If you need help here, just say so.

Maybe, we should change this section to highlight early stopping and finding a good pair of (max_iter, learning_rate)

I guess you mean by doing a grid search over those 2 parameters and exploring the respective n_iter_ attribute, right? Or what do you have in mind?

Grid search is overkill, even not so helpful. Just choose one learning rate, fit the HBGT on the training set and determine the best max_iter via early stopping and some explicit validation_fraction. From there on, use this max_iter and don't use early stopping anymore.
Once, this PR and #27124 are merged, we can add cross validation for this step.

I ran into the issue reported in #25460, as early_stopping uses shuffle=True for the internal validation, which is not the right thing to do when dealing with time series, as done in this example.

Exactly. But for the time being, it is better to "learn" max iter with the current implementation and early stopping than to rely on defaults.
After all, max iter and the learning rate are the most important parameters.

I would just add a comment that it is not optimal for time series ATM.

Addressed in 9a486b8.

examples/ensemble/plot_hgbt_regression.py

…nto hgbt_new_example

Co-authored-by: Christian Lorentzen <lorentzen.ch@gmail.com>

…n into hgbt_new_example

examples/ensemble/plot_hgbt_regression.py

…nto hgbt_new_example

examples/ensemble/plot_hgbt_regression.py

Co-authored-by: Christian Lorentzen <lorentzen.ch@gmail.com>

ArturoAmorQ · 2024-01-17T14:29:32Z

I think I have addressed all the comments. Please let me know otherwise.

examples/ensemble/plot_hgbt_regression.py

Co-authored-by: Guillaume Lemaitre <g.lemaitre58@gmail.com>

Co-authored-by: Christian Lorentzen <lorentzen.ch@gmail.com>

…nto hgbt_new_example

glemaitre

This looks already good to me. I'm just wondering that we don't show the automatic way of dealing with categorical data. The variable day is actually a "category" variable. I'm wondering if we could not simplify modify the code and mention that we have this new way to detecting and encoding the categorical variable internally.

glemaitre · 2024-02-19T13:24:17Z

examples/ensemble/plot_hgbt_regression.py

+_ = ax.legend()
+
+# %%
+# With just a few iterations, HGBT models can achieve convergence (see


I think we need a sentence to describe what we see on the figure. 5 iterations is not enough to be able to predict. But at 50, we are already able to do a good job.

The variable day is actually a "category" variable.

The thing is that day is already ordinal encoded, so I don't think we can demo the categorical variables support here.

It does not really matter.
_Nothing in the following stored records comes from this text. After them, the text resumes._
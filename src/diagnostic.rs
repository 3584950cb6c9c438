use std::fmt;
use std::sync::Arc;

#[cfg(feature = "serde")]
use serde::{Deserialize, Serialize};

use crate::tokenizer::TokenKind;

/// What a [`Diagnostic`] reports.
#[derive(Debug, Clone, Copy, PartialEq, Eq)]
#[cfg_attr(feature = "serde", derive(Serialize, Deserialize))]
pub enum DiagnosticKind {
    /// A token of the wrong kind was found.
    UnexpectedToken { found: TokenKind },
    /// The token stream ended inside a construct.
    OutOfTokens,
    /// A well-formed import block under a dialect that forbids them.
    ImportBlockNotPermitted,
    Custom,
}

/// A recoverable problem attached to a node of the tree.
#[derive(Debug, Clone)]
#[cfg_attr(feature = "serde", derive(Serialize, Deserialize))]
pub struct Diagnostic {
    message: String,
    kind: DiagnosticKind,
    /// Kinds that would have been accepted, in grammar order.
    expected: Vec<TokenKind>,
    #[cfg_attr(feature = "serde", serde(skip))]
    cause: Option<Arc<anyhow::Error>>,
}

impl Diagnostic {
    pub fn new(message: impl Into<String>) -> Self {
        Self {
            message: message.into(),
            kind: DiagnosticKind::Custom,
            expected: Vec::new(),
            cause: None,
        }
    }

    pub fn with_cause(message: impl Into<String>, cause: impl Into<anyhow::Error>) -> Self {
        Self {
            cause: Some(Arc::new(cause.into())),
            ..Self::new(message)
        }
    }

    pub fn unexpected(found: TokenKind, expected: &[TokenKind]) -> Self {
        Self {
            message: expectation_message(&format!("unexpected token: {found}"), expected),
            kind: DiagnosticKind::UnexpectedToken { found },
            expected: expected.to_vec(),
            cause: None,
        }
    }

    pub fn out_of_tokens(expected: &[TokenKind]) -> Self {
        Self {
            message: expectation_message("ran out of tokens", expected),
            kind: DiagnosticKind::OutOfTokens,
            expected: expected.to_vec(),
            cause: None,
        }
    }

    pub fn import_block_not_permitted(dialect: &str) -> Self {
        Self {
            message: format!("import blocks are not permitted by the {dialect} dialect."),
            kind: DiagnosticKind::ImportBlockNotPermitted,
            expected: Vec::new(),
            cause: None,
        }
    }

    pub fn message(&self) -> &str {
        &self.message
    }

    pub fn kind(&self) -> DiagnosticKind {
        self.kind
    }

    pub fn expected(&self) -> &[TokenKind] {
        &self.expected
    }

    pub fn cause(&self) -> Option<&anyhow::Error> {
        self.cause.as_deref()
    }
}

impl PartialEq for Diagnostic {
    fn eq(&self, other: &Self) -> bool {
        self.message == other.message
            && self.kind == other.kind
            && self.expected == other.expected
            && self.cause.as_ref().map(|c| c.to_string())
                == other.cause.as_ref().map(|c| c.to_string())
    }
}

impl fmt::Display for Diagnostic {
    fn fmt(&self, f: &mut fmt::Formatter<'_>) -> fmt::Result {
        f.write_str(&self.message)?;
        if let Some(cause) = &self.cause {
            write!(f, " (caused by: {cause})")?;
        }
        Ok(())
    }
}

fn expectation_message(prefix: &str, expected: &[TokenKind]) -> String {
    match expected {
        [] => format!("{prefix}."),
        [only] => format!("{prefix}; expected {only}."),
        many => {
            let names: Vec<&str> = many.iter().map(TokenKind::as_str).collect();
            format!("{prefix}; expected any of {}.", names.join(", "))
        }
    }
}

#[cfg(test)]
mod tests {
    use super::*;

    #[test]
    fn test_messages() {
        assert_eq!(
            Diagnostic::out_of_tokens(&[TokenKind::ScriptletBody, TokenKind::ScriptletClose])
                .message(),
            "ran out of tokens; expected any of SCRIPTLET_BODY, SCRIPTLET_CLOSE."
        );
        assert_eq!(
            Diagnostic::unexpected(TokenKind::Text, &[TokenKind::ScriptletClose]).message(),
            "unexpected token: TEXT; expected SCRIPTLET_CLOSE."
        );
        assert_eq!(
            Diagnostic::out_of_tokens(&[]).message(),
            "ran out of tokens."
        );
        assert_eq!(
            Diagnostic::import_block_not_permitted("standard").message(),
            "import blocks are not permitted by the standard dialect."
        );
    }

    #[test]
    fn test_kind_and_expected() {
        let d = Diagnostic::unexpected(
            TokenKind::Text,
            &[TokenKind::DollarScriptletBody, TokenKind::DollarScriptletClose],
        );
        assert_eq!(
            d.kind(),
            DiagnosticKind::UnexpectedToken {
                found: TokenKind::Text
            }
        );
        assert_eq!(
            d.expected(),
            &[TokenKind::DollarScriptletBody, TokenKind::DollarScriptletClose]
        );
        assert!(d.cause().is_none());
    }

    #[test]
    fn test_cause() {
        let d = Diagnostic::with_cause("could not read include", anyhow::anyhow!("no such file"));
        assert_eq!(d.kind(), DiagnosticKind::Custom);
        assert_eq!(d.cause().map(|c| c.to_string()), Some("no such file".to_string()));
        assert_eq!(
            d.to_string(),
            "could not read include (caused by: no such file)"
        );
        assert_eq!(d.clone(), d);
        assert_ne!(d, Diagnostic::new("could not read include"));
    }
}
Since this is a category columns, the tree will treat it as such.

A potential thing that we could do is to replace the integers by the day as string at the beginning. I don't know if eventually it removes some boilerplate when plotting because we already have the name instead of remapping the integer to the days.

This said, I would be happy to merge this PR as-is because it is a net improvement and see if we can further improve it with this increment.

examples/ensemble/plot_hgbt_regression.py

Co-authored-by: Guillaume Lemaitre <g.lemaitre58@gmail.com>

…nto hgbt_new_example

…n into hgbt_new_example

ArturoAmorQ · 2024-02-21T13:44:11Z

This said, I would be happy to merge this PR as-is because it is a net improvement and see if we can further improve it with this increment.

Should I push my own green button?

lorentzenchr · 2024-02-21T15:20:35Z

Should I push my own green button?

No. @glemaitre you did the latest review. Fine to merge?

glemaitre · 2024-02-22T11:39:20Z

Yes. Fine To merge. @lorentzenchr do you have further changes (just because the status is not approved on your side).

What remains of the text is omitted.